> What is being asked:
Write out once more the lines running from the top of the entries below to the line with "background list refresh.", both ends included.

[Data entries]
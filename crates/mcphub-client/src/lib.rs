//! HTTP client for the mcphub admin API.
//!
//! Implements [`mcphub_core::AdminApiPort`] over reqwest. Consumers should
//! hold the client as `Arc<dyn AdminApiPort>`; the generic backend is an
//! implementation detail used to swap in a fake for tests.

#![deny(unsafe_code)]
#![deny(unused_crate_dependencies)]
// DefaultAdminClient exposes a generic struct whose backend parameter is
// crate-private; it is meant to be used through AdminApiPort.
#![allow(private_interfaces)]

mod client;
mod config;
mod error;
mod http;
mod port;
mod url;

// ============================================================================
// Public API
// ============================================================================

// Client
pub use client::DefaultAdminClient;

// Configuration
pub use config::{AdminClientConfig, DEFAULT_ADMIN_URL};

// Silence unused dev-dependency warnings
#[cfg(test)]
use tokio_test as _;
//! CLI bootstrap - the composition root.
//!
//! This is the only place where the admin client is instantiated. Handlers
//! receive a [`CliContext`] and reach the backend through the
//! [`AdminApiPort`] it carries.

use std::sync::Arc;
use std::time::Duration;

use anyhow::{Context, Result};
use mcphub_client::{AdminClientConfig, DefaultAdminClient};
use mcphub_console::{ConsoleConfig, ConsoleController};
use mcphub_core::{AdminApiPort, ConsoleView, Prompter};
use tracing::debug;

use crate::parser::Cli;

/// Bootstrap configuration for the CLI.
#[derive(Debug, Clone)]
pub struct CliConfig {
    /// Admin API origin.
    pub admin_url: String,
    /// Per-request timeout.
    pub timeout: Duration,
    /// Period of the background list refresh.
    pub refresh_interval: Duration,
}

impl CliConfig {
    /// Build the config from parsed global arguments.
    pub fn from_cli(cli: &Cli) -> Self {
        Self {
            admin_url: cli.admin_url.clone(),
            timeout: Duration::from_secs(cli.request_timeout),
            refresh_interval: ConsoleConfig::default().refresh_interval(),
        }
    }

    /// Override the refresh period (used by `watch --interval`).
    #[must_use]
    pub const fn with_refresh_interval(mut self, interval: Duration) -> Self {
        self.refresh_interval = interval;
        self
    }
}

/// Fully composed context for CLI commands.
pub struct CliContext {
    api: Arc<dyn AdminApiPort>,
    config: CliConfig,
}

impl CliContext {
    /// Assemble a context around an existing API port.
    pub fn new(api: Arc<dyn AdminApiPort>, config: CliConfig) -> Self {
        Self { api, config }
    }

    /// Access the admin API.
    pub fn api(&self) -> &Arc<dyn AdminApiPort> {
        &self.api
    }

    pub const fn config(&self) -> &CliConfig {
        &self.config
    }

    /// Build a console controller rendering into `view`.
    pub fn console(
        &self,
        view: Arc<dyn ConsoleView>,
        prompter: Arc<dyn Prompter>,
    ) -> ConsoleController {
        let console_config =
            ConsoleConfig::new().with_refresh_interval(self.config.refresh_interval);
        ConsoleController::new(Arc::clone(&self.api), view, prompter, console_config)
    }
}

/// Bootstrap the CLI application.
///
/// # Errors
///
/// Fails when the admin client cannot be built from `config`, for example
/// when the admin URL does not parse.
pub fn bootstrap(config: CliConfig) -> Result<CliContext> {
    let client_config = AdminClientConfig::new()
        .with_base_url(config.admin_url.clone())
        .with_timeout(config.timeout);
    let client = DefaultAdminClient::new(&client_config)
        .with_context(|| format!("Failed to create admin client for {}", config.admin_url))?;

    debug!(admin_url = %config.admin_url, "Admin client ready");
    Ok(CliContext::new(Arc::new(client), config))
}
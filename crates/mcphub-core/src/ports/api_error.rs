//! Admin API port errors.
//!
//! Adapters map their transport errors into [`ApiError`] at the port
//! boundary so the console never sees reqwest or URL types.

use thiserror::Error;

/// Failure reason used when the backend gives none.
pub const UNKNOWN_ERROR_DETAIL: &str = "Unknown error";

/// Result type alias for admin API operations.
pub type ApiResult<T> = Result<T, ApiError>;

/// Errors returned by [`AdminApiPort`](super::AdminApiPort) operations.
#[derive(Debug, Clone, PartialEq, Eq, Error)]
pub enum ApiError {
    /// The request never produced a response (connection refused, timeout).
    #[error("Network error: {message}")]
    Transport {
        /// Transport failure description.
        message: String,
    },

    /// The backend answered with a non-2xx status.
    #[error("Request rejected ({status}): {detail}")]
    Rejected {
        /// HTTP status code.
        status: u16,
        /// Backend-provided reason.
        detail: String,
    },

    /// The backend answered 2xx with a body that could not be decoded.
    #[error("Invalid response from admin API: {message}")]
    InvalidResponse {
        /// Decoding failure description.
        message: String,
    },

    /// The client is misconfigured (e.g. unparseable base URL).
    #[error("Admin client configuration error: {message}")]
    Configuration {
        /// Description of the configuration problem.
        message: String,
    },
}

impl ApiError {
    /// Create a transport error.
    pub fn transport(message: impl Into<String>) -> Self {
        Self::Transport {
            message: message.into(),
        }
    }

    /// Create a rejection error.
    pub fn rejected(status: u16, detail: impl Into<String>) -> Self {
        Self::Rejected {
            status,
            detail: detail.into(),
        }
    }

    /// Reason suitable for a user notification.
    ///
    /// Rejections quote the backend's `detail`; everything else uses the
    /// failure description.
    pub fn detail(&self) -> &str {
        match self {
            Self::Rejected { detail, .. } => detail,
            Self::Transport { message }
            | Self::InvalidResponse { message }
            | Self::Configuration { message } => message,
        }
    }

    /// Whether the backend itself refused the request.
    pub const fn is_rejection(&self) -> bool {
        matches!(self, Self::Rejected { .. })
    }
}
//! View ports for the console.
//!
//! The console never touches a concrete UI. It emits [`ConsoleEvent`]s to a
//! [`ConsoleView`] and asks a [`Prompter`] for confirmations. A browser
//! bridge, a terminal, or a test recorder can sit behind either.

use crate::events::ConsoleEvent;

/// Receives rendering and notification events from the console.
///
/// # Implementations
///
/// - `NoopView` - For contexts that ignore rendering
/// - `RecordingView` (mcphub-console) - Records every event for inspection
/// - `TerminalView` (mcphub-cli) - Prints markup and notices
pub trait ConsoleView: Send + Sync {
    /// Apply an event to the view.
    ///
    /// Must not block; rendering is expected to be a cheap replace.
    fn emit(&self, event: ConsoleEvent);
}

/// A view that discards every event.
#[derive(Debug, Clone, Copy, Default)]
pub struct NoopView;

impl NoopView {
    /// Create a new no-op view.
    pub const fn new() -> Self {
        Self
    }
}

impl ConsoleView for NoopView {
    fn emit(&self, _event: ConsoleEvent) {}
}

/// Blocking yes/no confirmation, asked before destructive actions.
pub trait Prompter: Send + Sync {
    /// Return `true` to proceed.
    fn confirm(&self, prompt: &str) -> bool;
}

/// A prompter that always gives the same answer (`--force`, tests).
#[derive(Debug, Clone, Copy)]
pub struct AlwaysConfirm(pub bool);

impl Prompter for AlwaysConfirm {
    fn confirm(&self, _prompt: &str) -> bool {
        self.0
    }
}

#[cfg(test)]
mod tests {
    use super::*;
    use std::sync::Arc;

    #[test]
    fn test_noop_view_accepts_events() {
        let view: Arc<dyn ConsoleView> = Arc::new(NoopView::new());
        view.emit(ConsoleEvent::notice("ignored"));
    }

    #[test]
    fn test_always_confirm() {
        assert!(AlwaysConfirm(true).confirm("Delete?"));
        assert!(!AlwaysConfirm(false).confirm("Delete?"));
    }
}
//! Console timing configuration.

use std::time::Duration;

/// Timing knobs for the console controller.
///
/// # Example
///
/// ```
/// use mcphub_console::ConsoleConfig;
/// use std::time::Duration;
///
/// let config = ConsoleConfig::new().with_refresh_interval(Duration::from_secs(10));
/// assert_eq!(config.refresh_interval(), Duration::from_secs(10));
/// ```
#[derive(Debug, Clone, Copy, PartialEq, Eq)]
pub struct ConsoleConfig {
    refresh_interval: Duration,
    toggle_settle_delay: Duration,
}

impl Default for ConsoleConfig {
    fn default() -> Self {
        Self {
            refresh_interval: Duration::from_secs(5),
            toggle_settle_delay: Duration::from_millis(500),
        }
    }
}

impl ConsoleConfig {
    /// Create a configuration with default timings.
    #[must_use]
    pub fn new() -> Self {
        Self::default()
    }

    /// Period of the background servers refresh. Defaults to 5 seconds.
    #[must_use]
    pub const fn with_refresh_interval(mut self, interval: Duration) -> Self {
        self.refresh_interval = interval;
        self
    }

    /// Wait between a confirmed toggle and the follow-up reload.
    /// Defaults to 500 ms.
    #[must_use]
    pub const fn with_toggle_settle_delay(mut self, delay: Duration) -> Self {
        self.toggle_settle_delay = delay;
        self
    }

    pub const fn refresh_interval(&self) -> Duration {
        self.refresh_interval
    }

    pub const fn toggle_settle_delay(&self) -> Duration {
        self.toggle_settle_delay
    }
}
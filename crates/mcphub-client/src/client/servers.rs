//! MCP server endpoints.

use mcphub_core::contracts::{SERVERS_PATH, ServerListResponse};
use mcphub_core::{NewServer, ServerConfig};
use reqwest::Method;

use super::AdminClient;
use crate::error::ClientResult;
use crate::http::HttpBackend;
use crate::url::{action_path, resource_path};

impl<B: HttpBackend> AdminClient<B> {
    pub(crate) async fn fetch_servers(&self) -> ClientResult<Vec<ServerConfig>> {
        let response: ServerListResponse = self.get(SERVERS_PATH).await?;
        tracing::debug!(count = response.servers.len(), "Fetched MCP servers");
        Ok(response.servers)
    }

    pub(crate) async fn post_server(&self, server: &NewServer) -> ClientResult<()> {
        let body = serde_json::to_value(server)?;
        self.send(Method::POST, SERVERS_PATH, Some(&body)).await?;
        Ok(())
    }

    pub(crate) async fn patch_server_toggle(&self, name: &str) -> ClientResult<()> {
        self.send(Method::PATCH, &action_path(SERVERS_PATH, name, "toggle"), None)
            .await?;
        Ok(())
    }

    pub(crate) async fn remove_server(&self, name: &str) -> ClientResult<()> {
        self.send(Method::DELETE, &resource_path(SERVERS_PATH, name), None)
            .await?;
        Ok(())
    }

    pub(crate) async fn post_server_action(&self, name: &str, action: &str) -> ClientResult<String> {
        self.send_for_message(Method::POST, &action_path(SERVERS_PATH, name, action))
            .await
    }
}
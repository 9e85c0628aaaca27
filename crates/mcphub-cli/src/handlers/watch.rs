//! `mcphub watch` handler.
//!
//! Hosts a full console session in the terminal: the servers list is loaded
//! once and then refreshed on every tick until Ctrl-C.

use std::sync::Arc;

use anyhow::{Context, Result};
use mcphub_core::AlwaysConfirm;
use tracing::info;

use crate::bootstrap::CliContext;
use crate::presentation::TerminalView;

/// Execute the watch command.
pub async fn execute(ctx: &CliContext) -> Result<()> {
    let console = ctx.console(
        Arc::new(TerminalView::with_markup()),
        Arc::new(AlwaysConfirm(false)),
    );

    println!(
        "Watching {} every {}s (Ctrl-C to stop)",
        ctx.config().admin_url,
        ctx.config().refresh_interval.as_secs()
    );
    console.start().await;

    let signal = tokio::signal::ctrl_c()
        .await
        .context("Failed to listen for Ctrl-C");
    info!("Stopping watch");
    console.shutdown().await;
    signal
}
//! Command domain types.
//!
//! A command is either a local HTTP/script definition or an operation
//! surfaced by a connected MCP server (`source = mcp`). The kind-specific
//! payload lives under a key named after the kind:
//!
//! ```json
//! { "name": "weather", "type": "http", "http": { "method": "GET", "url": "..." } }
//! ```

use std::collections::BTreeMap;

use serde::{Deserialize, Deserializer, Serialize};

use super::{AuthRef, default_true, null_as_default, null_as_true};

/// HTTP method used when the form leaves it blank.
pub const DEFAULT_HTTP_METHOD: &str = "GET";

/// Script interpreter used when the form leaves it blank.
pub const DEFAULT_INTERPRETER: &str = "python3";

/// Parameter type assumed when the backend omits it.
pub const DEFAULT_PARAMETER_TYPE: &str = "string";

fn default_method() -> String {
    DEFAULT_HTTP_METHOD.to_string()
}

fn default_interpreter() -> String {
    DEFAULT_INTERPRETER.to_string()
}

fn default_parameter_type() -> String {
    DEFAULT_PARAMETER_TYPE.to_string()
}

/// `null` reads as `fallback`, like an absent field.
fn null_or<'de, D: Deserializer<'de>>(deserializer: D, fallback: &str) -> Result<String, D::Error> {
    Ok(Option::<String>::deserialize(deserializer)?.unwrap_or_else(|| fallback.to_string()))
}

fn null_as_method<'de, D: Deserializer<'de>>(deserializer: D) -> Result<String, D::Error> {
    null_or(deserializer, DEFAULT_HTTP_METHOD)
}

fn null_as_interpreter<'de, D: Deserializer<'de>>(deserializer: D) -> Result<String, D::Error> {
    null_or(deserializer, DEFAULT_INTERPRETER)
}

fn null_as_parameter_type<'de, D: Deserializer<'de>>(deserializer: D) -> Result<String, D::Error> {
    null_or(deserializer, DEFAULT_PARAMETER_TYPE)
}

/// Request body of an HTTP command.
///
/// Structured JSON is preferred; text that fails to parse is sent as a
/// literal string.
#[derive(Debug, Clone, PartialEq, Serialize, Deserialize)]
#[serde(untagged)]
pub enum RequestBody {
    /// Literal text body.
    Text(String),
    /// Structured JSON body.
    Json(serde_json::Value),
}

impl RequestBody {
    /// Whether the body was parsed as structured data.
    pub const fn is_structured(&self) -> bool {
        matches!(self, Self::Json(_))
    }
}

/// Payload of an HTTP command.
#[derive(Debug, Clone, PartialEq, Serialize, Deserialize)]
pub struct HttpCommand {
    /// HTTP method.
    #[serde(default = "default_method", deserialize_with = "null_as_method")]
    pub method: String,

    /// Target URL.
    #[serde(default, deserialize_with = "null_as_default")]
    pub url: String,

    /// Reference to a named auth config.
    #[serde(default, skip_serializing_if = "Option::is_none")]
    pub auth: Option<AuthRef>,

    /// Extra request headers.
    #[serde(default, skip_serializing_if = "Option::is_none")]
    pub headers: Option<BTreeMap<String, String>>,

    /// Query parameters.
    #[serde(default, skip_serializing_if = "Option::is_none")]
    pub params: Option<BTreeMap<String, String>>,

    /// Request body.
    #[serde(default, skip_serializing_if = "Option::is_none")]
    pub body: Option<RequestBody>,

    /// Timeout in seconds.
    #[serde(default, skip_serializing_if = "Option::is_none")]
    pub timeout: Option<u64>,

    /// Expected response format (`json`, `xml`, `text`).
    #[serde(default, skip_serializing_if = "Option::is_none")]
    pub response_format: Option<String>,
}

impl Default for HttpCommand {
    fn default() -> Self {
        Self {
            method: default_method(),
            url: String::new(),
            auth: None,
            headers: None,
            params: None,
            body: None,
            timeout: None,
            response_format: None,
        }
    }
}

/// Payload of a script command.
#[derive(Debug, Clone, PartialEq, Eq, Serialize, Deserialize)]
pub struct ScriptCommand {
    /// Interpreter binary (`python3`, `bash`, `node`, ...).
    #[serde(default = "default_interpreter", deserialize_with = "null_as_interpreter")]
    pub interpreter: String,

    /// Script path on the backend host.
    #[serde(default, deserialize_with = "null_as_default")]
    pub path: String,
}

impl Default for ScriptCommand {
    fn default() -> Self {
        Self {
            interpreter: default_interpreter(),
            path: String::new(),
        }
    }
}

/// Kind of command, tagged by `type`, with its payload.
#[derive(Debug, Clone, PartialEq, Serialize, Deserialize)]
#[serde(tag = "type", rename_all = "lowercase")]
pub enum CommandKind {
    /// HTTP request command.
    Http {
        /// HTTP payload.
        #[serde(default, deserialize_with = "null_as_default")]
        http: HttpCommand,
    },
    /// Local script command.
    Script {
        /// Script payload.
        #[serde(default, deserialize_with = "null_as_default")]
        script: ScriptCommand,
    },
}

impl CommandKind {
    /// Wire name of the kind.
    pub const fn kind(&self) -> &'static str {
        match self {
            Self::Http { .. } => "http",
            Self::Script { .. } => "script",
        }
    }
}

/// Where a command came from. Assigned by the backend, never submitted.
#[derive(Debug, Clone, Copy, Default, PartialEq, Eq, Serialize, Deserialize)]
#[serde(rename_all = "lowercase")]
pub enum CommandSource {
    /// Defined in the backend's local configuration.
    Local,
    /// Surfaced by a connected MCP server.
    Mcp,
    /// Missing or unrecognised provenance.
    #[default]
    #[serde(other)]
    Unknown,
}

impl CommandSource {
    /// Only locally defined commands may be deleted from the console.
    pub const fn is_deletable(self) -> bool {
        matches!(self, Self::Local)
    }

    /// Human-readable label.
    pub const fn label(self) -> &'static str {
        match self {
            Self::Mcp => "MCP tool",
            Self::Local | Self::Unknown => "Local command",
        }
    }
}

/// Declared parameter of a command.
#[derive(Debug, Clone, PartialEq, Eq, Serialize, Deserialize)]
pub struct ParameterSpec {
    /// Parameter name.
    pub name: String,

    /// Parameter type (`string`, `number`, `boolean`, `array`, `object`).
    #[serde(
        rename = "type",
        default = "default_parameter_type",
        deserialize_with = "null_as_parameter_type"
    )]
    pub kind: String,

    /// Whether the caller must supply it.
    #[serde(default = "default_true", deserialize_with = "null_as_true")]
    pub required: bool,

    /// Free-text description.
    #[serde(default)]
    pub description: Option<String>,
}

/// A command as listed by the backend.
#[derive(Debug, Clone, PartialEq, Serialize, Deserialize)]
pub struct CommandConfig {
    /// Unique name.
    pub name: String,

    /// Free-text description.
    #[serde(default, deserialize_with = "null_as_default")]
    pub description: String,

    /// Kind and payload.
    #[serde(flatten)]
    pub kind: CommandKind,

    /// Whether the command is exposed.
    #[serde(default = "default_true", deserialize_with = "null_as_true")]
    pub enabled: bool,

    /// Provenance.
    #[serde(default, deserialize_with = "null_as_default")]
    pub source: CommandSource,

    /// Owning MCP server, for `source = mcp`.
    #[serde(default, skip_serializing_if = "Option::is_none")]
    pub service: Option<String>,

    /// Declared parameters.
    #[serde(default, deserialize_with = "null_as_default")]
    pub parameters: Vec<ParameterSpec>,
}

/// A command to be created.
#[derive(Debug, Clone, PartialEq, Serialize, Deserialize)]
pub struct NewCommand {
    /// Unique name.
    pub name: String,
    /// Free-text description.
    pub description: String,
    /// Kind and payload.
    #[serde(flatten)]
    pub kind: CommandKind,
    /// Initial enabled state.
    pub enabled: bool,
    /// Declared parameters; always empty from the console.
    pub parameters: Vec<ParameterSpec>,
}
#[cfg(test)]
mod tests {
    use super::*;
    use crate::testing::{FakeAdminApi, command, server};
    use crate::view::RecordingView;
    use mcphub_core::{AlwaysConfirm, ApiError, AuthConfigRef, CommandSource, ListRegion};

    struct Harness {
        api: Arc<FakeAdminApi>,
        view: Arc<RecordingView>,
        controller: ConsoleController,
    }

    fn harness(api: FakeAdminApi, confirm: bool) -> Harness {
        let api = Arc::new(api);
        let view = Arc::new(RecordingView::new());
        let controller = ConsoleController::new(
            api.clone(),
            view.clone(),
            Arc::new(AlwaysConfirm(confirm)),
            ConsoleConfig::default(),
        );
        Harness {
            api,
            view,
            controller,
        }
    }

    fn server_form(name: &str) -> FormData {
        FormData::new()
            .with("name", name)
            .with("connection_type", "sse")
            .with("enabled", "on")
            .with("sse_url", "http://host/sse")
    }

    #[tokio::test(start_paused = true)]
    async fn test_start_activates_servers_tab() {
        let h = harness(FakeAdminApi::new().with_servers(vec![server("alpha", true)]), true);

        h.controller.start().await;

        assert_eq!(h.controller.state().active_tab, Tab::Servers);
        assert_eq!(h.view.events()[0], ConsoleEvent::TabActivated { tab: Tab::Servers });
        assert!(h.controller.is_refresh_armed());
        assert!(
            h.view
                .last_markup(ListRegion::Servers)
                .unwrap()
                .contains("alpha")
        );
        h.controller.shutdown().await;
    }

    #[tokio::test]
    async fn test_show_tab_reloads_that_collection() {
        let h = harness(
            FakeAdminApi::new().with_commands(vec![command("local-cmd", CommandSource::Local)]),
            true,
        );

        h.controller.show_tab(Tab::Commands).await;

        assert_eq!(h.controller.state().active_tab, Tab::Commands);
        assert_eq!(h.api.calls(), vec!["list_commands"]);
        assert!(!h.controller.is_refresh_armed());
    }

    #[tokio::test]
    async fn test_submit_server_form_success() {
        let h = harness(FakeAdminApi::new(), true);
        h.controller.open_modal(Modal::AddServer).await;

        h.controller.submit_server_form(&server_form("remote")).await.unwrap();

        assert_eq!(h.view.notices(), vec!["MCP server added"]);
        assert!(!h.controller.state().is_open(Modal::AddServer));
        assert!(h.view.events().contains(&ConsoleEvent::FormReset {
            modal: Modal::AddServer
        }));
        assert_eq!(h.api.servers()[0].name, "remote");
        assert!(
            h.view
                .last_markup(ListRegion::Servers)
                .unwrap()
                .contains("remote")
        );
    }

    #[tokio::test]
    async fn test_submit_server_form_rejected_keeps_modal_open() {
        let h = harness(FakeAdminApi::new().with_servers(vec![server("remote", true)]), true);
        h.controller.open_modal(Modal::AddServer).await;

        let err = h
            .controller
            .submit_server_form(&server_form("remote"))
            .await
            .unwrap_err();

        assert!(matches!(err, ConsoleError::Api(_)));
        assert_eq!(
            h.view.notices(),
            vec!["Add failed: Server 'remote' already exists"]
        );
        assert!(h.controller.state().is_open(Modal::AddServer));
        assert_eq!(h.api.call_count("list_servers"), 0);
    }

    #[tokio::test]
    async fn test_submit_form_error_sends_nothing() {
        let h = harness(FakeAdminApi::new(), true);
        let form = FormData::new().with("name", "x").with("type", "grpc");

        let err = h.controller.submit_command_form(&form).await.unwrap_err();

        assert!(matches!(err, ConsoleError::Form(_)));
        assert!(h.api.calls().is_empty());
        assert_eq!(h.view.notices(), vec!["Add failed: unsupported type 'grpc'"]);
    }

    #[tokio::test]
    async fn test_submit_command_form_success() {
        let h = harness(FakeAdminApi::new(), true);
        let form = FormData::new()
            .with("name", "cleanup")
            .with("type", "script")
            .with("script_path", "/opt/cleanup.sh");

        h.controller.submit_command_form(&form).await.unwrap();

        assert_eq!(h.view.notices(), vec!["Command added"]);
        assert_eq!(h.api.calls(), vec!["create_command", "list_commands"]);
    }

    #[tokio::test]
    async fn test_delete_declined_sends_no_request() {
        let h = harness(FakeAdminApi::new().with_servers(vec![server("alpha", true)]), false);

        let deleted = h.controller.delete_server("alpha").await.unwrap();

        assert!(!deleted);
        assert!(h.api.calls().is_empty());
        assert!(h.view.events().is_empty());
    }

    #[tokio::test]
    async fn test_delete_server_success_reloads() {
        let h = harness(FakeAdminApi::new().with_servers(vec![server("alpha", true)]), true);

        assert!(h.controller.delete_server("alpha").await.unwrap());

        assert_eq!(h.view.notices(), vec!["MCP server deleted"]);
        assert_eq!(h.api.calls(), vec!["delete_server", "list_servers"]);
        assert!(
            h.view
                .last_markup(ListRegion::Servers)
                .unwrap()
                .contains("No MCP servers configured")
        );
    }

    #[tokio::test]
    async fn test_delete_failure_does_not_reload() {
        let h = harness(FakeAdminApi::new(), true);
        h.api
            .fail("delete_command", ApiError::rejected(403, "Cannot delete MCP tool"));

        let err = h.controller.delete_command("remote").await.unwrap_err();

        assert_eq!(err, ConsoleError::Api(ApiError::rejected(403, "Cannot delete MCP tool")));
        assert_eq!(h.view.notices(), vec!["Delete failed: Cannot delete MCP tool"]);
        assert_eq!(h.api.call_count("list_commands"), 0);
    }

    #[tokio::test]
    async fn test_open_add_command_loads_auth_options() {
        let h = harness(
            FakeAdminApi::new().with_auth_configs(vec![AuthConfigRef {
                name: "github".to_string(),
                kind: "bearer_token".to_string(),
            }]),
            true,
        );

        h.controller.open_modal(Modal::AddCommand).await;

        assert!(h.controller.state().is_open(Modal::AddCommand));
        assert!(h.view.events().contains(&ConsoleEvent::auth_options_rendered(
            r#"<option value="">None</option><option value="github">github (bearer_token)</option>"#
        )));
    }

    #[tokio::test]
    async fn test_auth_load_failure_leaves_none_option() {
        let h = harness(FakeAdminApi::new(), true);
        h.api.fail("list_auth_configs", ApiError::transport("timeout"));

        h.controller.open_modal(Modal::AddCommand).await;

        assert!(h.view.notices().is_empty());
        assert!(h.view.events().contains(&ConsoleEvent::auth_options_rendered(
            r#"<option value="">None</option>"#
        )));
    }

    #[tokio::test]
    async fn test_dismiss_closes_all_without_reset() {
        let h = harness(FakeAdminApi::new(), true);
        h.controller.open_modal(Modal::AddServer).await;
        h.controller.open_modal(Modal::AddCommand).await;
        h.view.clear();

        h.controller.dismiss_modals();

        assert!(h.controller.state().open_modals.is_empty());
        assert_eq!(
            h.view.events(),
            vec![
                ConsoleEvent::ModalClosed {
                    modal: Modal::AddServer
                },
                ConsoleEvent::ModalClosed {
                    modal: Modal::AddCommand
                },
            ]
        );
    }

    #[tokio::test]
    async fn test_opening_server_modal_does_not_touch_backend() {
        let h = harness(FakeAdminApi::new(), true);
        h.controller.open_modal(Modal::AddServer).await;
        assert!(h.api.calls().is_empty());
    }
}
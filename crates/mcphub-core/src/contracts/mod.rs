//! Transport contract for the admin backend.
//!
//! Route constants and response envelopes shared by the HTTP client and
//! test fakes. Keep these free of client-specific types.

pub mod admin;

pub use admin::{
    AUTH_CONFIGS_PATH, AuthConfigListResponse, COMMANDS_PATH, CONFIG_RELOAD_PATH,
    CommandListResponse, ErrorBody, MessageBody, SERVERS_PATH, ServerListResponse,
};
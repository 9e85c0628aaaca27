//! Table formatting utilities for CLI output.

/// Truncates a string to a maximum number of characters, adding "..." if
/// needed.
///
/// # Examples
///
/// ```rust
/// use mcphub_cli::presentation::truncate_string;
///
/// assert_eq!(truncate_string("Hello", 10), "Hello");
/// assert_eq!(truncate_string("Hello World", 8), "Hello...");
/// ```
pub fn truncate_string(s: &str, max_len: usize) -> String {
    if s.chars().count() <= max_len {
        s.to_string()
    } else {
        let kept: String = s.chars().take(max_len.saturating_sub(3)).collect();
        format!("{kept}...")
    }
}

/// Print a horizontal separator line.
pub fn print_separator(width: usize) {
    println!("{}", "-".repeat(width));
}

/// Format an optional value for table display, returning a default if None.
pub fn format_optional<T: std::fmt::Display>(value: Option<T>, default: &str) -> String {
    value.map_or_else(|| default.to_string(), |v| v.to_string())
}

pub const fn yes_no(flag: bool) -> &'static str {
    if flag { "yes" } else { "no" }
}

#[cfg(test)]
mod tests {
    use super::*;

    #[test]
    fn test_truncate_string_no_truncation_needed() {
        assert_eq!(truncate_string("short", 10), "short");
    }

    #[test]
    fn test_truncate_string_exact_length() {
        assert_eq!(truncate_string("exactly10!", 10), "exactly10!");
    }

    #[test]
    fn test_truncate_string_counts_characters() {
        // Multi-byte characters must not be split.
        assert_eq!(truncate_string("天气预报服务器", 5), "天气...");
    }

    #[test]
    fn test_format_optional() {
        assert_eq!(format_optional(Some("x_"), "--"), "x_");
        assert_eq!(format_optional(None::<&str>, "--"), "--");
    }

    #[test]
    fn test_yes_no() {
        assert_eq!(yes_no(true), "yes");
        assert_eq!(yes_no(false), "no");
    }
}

> Answer to this problem:
filename crates/mcphub-client/src/lib.rs
//! HTTP client for the mcphub admin API.
//!
//! Implements [`mcphub_core::AdminApiPort`] over reqwest. Consumers should
//! hold the client as `Arc<dyn AdminApiPort>`; the generic backend is an
//! implementation detail used to swap in a fake for tests.

#![deny(unsafe_code)]
#![deny(unused_crate_dependencies)]
// DefaultAdminClient exposes a generic struct whose backend parameter is
// crate-private; it is meant to be used through AdminApiPort.
#![allow(private_interfaces)]

mod client;
mod config;
mod error;
mod http;
mod port;
mod url;

// ============================================================================
// Public API
// ============================================================================

// Client
pub use client::DefaultAdminClient;

// Configuration
pub use config::{AdminClientConfig, DEFAULT_ADMIN_URL};

// Silence unused dev-dependency warnings
#[cfg(test)]
use tokio_test as _;
//! CLI bootstrap - the composition root.
//!
//! This is the only place where the admin client is instantiated. Handlers
//! receive a [`CliContext`] and reach the backend through the
//! [`AdminApiPort`] it carries.

use std::sync::Arc;
use std::time::Duration;

use anyhow::{Context, Result};
use mcphub_client::{AdminClientConfig, DefaultAdminClient};
use mcphub_console::{ConsoleConfig, ConsoleController};
use mcphub_core::{AdminApiPort, ConsoleView, Prompter};
use tracing::debug;

use crate::parser::Cli;

/// Bootstrap configuration for the CLI.
#[derive(Debug, Clone)]
pub struct CliConfig {
    /// Admin API origin.
    pub admin_url: String,
    /// Per-request timeout.
    pub timeout: Duration,
    /// Period of the background list refresh.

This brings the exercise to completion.